Год погоды. 11 декабря

11 декабря. В доме холодно, холоднее, что называется, чем на улице. Причем холоднее еще и потому, что болит сердце, и от этого в ноздрях какой-то чужой запах, острый, бессильный. Что плохо, когда болит сердце, почувствовал он, это то, что сразу перестаешь соображать. Наверное, кровь просто не доходит до мозга. Зачем тогда жить? В глазах белые пятна от зимнего света в окне, ветер свистит на разные, но одинаково тоскливые лады, но и это хорошо, что ты как бы не один. Наконец делается совершенно светло как перед смертью.

Неспешно прошла умная длинноносая крыса, укоризненно покачивая лапкой. Много зерна гниет по углам. И картошка проросла. Модно есть проросшие зерна. Все одно, лишь бы не обжирались, а ели медленно и печально, оставаясь людьми.

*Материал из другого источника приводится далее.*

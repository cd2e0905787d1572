//! Error types for the entity store.

use thiserror::Error;

use crate::{ArchetypeId, ComponentId, Entity, StableTypeHash};

#[derive(Error, Debug)]
pub enum EcsError {
    #[error("component {0:?} is not registered")]
    UnknownComponent(ComponentId),

    #[error("type {0} is not registered")]
    NotRegistered(&'static str),

    #[error("stable hash {hash} of {new} collides with {existing}")]
    DuplicateStableHash {
        hash: StableTypeHash,
        existing: &'static str,
        new: &'static str,
    },

    #[error("invalid descriptor for {name}: {reason}")]
    InvalidDescriptor {
        name: &'static str,
        reason: &'static str,
    },

    #[error("invalid archetype: {0}")]
    InvalidArchetype(&'static str),

    #[error("archetype {0:?} does not exist")]
    UnknownArchetype(ArchetypeId),

    #[error("a row of {row_size} bytes does not fit in a chunk")]
    ArchetypeTooLarge { row_size: usize },

    #[error("chunk block of {len} bytes is not a whole number of chunks")]
    InvalidChunkBlock { len: usize },

    #[error("entity {0:?} is not alive")]
    NoSuchEntity(Entity),

    #[error("{name} is not a {expected} component")]
    WrongKind {
        name: &'static str,
        expected: &'static str,
    },

    #[error("{name} value is {actual} bytes, expected {expected}")]
    SizeMismatch {
        name: &'static str,
        expected: usize,
        actual: usize,
    },

    #[error("world already holds {entities} entities")]
    NotEmpty { entities: u32 },

    #[error("cannot install chunk: {0}")]
    InvalidChunk(String),
}

pub type EcsResult<T> = Result<T, EcsError>;
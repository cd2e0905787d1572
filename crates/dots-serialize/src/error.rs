//! Serialization error types.

use std::fmt;

use dots_ecs::{EcsError, ObjectError, StableTypeHash};
use thiserror::Error;

/// Why a component type cannot be written.
#[derive(Clone, Copy, Debug, PartialEq, Eq)]
pub enum NotSerializableReason {
    /// Shared component holding entity references without opting in.
    SharedWithEntityReferences,
    /// Blittable type with a raw pointer field.
    NativePointer,
    /// Runtime bookkeeping type mixed into a persisted archetype.
    Transient,
}

impl fmt::Display for NotSerializableReason {
    fn fmt(&self, f: &mut fmt::Formatter<'_>) -> fmt::Result {
        match self {
            Self::SharedWithEntityReferences => f.write_str(
                "shared components with entity references must opt in to entity serialization",
            ),
            Self::NativePointer => f.write_str("types with native pointer fields cannot be serialized"),
            Self::Transient => f.write_str("transient types are never serialized"),
        }
    }
}

/// Serialization error type.
#[derive(Debug, Error)]
pub enum SerializationError {
    /// IO error.
    #[error("io error: {0}")]
    Io(#[from] std::io::Error),

    /// The entity store rejected an operation.
    #[error("entity store error: {0}")]
    Ecs(#[from] EcsError),

    /// A managed value failed to encode or decode.
    #[error("object graph error: {0}")]
    Object(#[from] ObjectError),

    /// Magic bytes do not match.
    #[error("not a DOTS serialization container")]
    NotAContainer,

    /// The file was written with another format version.
    #[error("file format version {found} does not match current version {expected}")]
    VersionMismatch { found: i32, expected: i32 },

    /// A section was written with a layout revision this reader does not know.
    #[error("section {section} has revision {found}, expected {expected}")]
    RevisionMismatch {
        section: &'static str,
        found: i32,
        expected: i32,
    },

    /// A section required to load the world is missing.
    #[error("required section {0} is missing")]
    MissingSection(&'static str),

    /// A fixed-size payload has the wrong size.
    #[error("{what} is {actual} bytes, expected {expected}")]
    SizeMismatch {
        what: String,
        expected: usize,
        actual: usize,
    },

    /// A type hash names a type this process has not registered.
    #[error("type {name} ({hash}) is not registered in this world")]
    TypeNotFound { name: String, hash: StableTypeHash },

    /// A type hash is unknown and the file carries no debug type names.
    #[error(
        "type hash {0} is not registered in this world; the writer logs every type hash at debug level, check that log for the type name"
    )]
    UnknownTypeHash(StableTypeHash),

    /// A type in a persisted archetype cannot be written.
    #[error("{name} cannot be serialized: {reason}")]
    NotSerializable {
        name: &'static str,
        reason: NotSerializableReason,
    },

    /// A chunk refers to a shared component the file does not contain.
    #[error(
        "archetype references shared component {index} but only {available} are available; the data may come from a partially loaded shared scene"
    )]
    SharedComponentOutOfRange { index: u32, available: u32 },

    /// Deserialization target already holds entities.
    #[error("destination world already holds {0} entities")]
    DestinationNotEmpty(u32),

    /// Data written to a node after its children were created.
    #[error("cannot write data to a node after creating its children")]
    InterleavedWrite,

    /// Node operation with no node open.
    #[error("no node is open")]
    NodeNotOpen,

    /// Finish attempted while nodes are still open.
    #[error("{0} nodes are still open")]
    UnbalancedNode(usize),

    /// Output taken before the header was written.
    #[error("container writer has not been finished")]
    WriterNotFinished,

    /// Node or data written after the header was written.
    #[error("container writer has already been finished")]
    WriterFinished,

    /// Structurally invalid content.
    #[error("corrupt data: {0}")]
    Corrupt(String),

    /// A weak asset index has no entry in the referenced objects.
    #[error("weak asset index {index} out of range ({len} referenced objects)")]
    WeakAssetOutOfRange { index: u64, len: usize },
}

/// Result type for serialization operations.
pub type SerializationResult<T> = Result<T, SerializationError>;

Самое трудное – не спешить: в любви и прочих отправлениях тела. Не успел оглянуться, как снова небо в черной ночной корке, не разгрызть, но можно устроиться внутри со свечой. И сегодня тоже не выйдешь в магазин. Можно прожить и этот день так, не за деньги.

Где-то часов в шесть вечера полная луна зависла над деревней Косино как сигнальная ракета-парашют в целлофановом пакете. Когда, выпив чаю с коньяком, он возвращался к себе в комнату, то увидел слева луну, уже вылезшую из пакета, чистую, свежую, с большой толстовской бородой в виде облака. По телевизору долго билась бабочка в углу, пока он их не выключил.

Кругом зубы валялись из его исследования о Льве Толстом. Большая птица, по случаю мороза, так, впрочем, и не наступившего, взятая в дом, ходила с видом обиженным и все норовила сделать какую-нибудь гадость хозяевам, мол, вот вам, вот. Хорек копошился в углу, проев насквозь пол, бетонную плиту под ним, землю, слой глинозема, двинувшись, наконец, не вглубь, а вбок – к западным шпионам, куда же еще.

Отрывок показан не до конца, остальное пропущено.